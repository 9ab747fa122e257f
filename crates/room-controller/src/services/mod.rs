//! External collaborators.
//!
//! The controller never owns persistence or authentication; it reaches them
//! through these traits. Every call is a suspension point and may fail, so
//! callers re-check any state they read before the call.

pub mod memory;

use std::fmt;
use std::ops::Range;
use std::sync::Arc;

use async_trait::async_trait;
use bytes::Bytes;
use chrono::{DateTime, Utc};
use common::error::HuddleError;
use common::secret::SecretString;
use common::types::{GroupId, MessageId, RoomId, SignalId, UserId};

use crate::protocol::{MessageInfo, RecordingInfo, UserInfo};

/// Credentials presented when a connection opens.
#[derive(Debug, Clone)]
pub struct Credentials {
    pub token: SecretString,
}

impl Credentials {
    #[must_use]
    pub fn bearer(token: impl Into<String>) -> Self {
        Self {
            token: SecretString::from(token.into()),
        }
    }
}

/// Persisted room as the store reports it. `members` may lag the live view.
#[derive(Debug, Clone, PartialEq, Eq)]
pub struct RoomRecord {
    pub id: RoomId,
    pub name: String,
    pub members: Vec<UserId>,
}

/// Persisted messaging group.
#[derive(Debug, Clone, PartialEq, Eq)]
pub struct GroupRecord {
    pub id: GroupId,
    pub name: String,
    pub members: Vec<UserId>,
}

/// Message to persist.
#[derive(Debug, Clone, PartialEq, Eq)]
pub struct NewMessage {
    pub group_id: GroupId,
    pub author: UserId,
    pub content: String,
    pub client_id: MessageId,
    pub sent_at: DateTime<Utc>,
}

/// Why a recording was finalized.
#[derive(Debug, Clone, Copy, PartialEq, Eq)]
pub enum FinalizeReason {
    /// Owner sent `upload_stop`
    Stopped,
    /// Owner left the room or disconnected
    OwnerLeft,
    /// Room shut down with the recording open
    RoomClosed,
}

impl FinalizeReason {
    /// Label value for metrics.
    #[must_use]
    pub const fn as_str(&self) -> &'static str {
        match self {
            FinalizeReason::Stopped => "stopped",
            FinalizeReason::OwnerLeft => "owner_left",
            FinalizeReason::RoomClosed => "room_closed",
        }
    }
}

/// A recording handed off for storage.
///
/// `chunks` holds exactly the applied prefix, in index order. Nothing is
/// fabricated for `missing`.
#[derive(Clone)]
pub struct FinishedRecording {
    pub info: RecordingInfo,
    pub room_id: RoomId,
    pub owner_session: SignalId,
    pub chunks: Vec<Bytes>,
    pub applied_bytes: u64,
    pub missing: Option<Range<u64>>,
    pub reason: FinalizeReason,
}

impl FinishedRecording {
    /// Concatenate the applied chunks.
    #[must_use]
    pub fn bytes(&self) -> Bytes {
        let mut out = Vec::with_capacity(usize::try_from(self.applied_bytes).unwrap_or(0));
        for chunk in &self.chunks {
            out.extend_from_slice(chunk);
        }
        Bytes::from(out)
    }
}

impl fmt::Debug for FinishedRecording {
    fn fmt(&self, f: &mut fmt::Formatter<'_>) -> fmt::Result {
        f.debug_struct("FinishedRecording")
            .field("id", &self.info.id)
            .field("room_id", &self.room_id)
            .field("chunks", &self.chunks.len())
            .field("applied_bytes", &self.applied_bytes)
            .field("missing", &self.missing)
            .field("reason", &self.reason)
            .finish_non_exhaustive()
    }
}

/// Maps credentials to a user. `Ok(None)` means unknown credentials, which
/// opens a guest session.
#[async_trait]
pub trait IdentityService: Send + Sync {
    async fn authenticate(&self, credentials: &Credentials) -> Result<Option<UserId>, HuddleError>;
}

/// Request/response access to persisted entities.
#[async_trait]
pub trait Store: Send + Sync {
    async fn get_room(&self, id: RoomId) -> Result<Option<RoomRecord>, HuddleError>;

    async fn add_room_member(&self, room: RoomId, user: UserId) -> Result<(), HuddleError>;

    async fn remove_room_member(&self, room: RoomId, user: UserId) -> Result<(), HuddleError>;

    async fn get_group(&self, id: GroupId) -> Result<Option<GroupRecord>, HuddleError>;

    async fn list_messages(&self, group: GroupId) -> Result<Vec<MessageInfo>, HuddleError>;

    async fn create_message(&self, message: NewMessage) -> Result<MessageInfo, HuddleError>;

    /// Unknown ids are skipped.
    async fn get_users(&self, ids: &[UserId]) -> Result<Vec<UserInfo>, HuddleError>;

    async fn set_user_name(&self, id: UserId, name: String) -> Result<UserInfo, HuddleError>;
}

/// Storage/attachment creation for finished recordings.
#[async_trait]
pub trait RecordingArchive: Send + Sync {
    async fn archive(&self, recording: FinishedRecording) -> Result<(), HuddleError>;
}

/// The collaborators, bundled for the actors.
#[derive(Clone)]
pub struct Services {
    pub identity: Arc<dyn IdentityService>,
    pub store: Arc<dyn Store>,
    pub archive: Arc<dyn RecordingArchive>,
}

impl Services {
    /// Process-local collaborators with no persistence.
    #[must_use]
    pub fn in_memory() -> Self {
        Self {
            identity: Arc::new(memory::TokenIdentity::default()),
            store: Arc::new(memory::InMemoryStore::default()),
            archive: Arc::new(memory::MemoryArchive::default()),
        }
    }
}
---*---
**What you have to do**: Return each entry from above without altering a single character.

**Response area**:
repository 9ab747fa122e257f
filename crates/room-controller/src/services/mod.rs
//! External collaborators.
//!
//! The controller never owns persistence or authentication; it reaches them
//! through these traits. Every call is a suspension point and may fail, so
//! callers re-check any state they read before the call.

pub mod memory;

use std::fmt;
use std::ops::Range;
use std::sync::Arc;

use async_trait::async_trait;
use bytes::Bytes;
use chrono::{DateTime, Utc};
use common::error::HuddleError;
use common::secret::SecretString;
use common::types::{GroupId, MessageId, RoomId, SignalId, UserId};

use crate::protocol::{MessageInfo, RecordingInfo, UserInfo};

/// Credentials presented when a connection opens.
#[derive(Debug, Clone)]
pub struct Credentials {
    pub token: SecretString,
}

impl Credentials {
    #[must_use]
    pub fn bearer(token: impl Into<String>) -> Self {
        Self {
            token: SecretString::from(token.into()),
        }
    }
}

/// Persisted room as the store reports it. `members` may lag the live view.
#[derive(Debug, Clone, PartialEq, Eq)]
pub struct RoomRecord {
    pub id: RoomId,
    pub name: String,
    pub members: Vec<UserId>,
}

/// Persisted messaging group.
#[derive(Debug, Clone, PartialEq, Eq)]
pub struct GroupRecord {
    pub id: GroupId,
    pub name: String,
    pub members: Vec<UserId>,
}

/// Message to persist.
#[derive(Debug, Clone, PartialEq, Eq)]
pub struct NewMessage {
    pub group_id: GroupId,
    pub author: UserId,
    pub content: String,
    pub client_id: MessageId,
    pub sent_at: DateTime<Utc>,
}

/// Why a recording was finalized.
#[derive(Debug, Clone, Copy, PartialEq, Eq)]
pub enum FinalizeReason {
    /// Owner sent `upload_stop`
    Stopped,
    /// Owner left the room or disconnected
    OwnerLeft,
    /// Room shut down with the recording open
    RoomClosed,
}

impl FinalizeReason {
    /// Label value for metrics.
    #[must_use]
    pub const fn as_str(&self) -> &'static str {
        match self {
            FinalizeReason::Stopped => "stopped",
            FinalizeReason::OwnerLeft => "owner_left",
            FinalizeReason::RoomClosed => "room_closed",
        }
    }
}

/// A recording handed off for storage.
///
/// `chunks` holds exactly the applied prefix, in index order. Nothing is
/// fabricated for `missing`.
#[derive(Clone)]
pub struct FinishedRecording {
    pub info: RecordingInfo,
    pub room_id: RoomId,
    pub owner_session: SignalId,
    pub chunks: Vec<Bytes>,
    pub applied_bytes: u64,
    pub missing: Option<Range<u64>>,
    pub reason: FinalizeReason,
}

impl FinishedRecording {
    /// Concatenate the applied chunks.
    #[must_use]
    pub fn bytes(&self) -> Bytes {
        let mut out = Vec::with_capacity(usize::try_from(self.applied_bytes).unwrap_or(0));
        for chunk in &self.chunks {
            out.extend_from_slice(chunk);
        }
        Bytes::from(out)
    }
}

impl fmt::Debug for FinishedRecording {
    fn fmt(&self, f: &mut fmt::Formatter<'_>) -> fmt::Result {
        f.debug_struct("FinishedRecording")
            .field("id", &self.info.id)
            .field("room_id", &self.room_id)
            .field("chunks", &self.chunks.len())
            .field("applied_bytes", &self.applied_bytes)
            .field("missing", &self.missing)
            .field("reason", &self.reason)
            .finish_non_exhaustive()
    }
}

/// Maps credentials to a user. `Ok(None)` means unknown credentials, which
/// opens a guest session.
#[async_trait]
pub trait IdentityService: Send + Sync {
    async fn authenticate(&self, credentials: &Credentials) -> Result<Option<UserId>, HuddleError>;
}

/// Request/response access to persisted entities.
#[async_trait]
pub trait Store: Send + Sync {
    async fn get_room(&self, id: RoomId) -> Result<Option<RoomRecord>, HuddleError>;

    async fn add_room_member(&self, room: RoomId, user: UserId) -> Result<(), HuddleError>;

    async fn remove_room_member(&self, room: RoomId, user: UserId) -> Result<(), HuddleError>;

    async fn get_group(&self, id: GroupId) -> Result<Option<GroupRecord>, HuddleError>;

    async fn list_messages(&self, group: GroupId) -> Result<Vec<MessageInfo>, HuddleError>;

    async fn create_message(&self, message: NewMessage) -> Result<MessageInfo, HuddleError>;

    /// Unknown ids are skipped.
    async fn get_users(&self, ids: &[UserId]) -> Result<Vec<UserInfo>, HuddleError>;

    async fn set_user_name(&self, id: UserId, name: String) -> Result<UserInfo, HuddleError>;
}

/// Storage/attachment creation for finished recordings.
#[async_trait]
pub trait RecordingArchive: Send + Sync {
    async fn archive(&self, recording: FinishedRecording) -> Result<(), HuddleError>;
}

/// The collaborators, bundled for the actors.
#[derive(Clone)]
pub struct Services {
    pub identity: Arc<dyn IdentityService>,
    pub store: Arc<dyn Store>,
    pub archive: Arc<dyn RecordingArchive>,
}

impl Services {
    /// Process-local collaborators with no persistence.
    #[must_use]
    pub fn in_memory() -> Self {
        Self {
            identity: Arc::new(memory::TokenIdentity::default()),
            store: Arc::new(memory::InMemoryStore::default()),
            archive: Arc::new(memory::MemoryArchive::default()),
        }
    }
}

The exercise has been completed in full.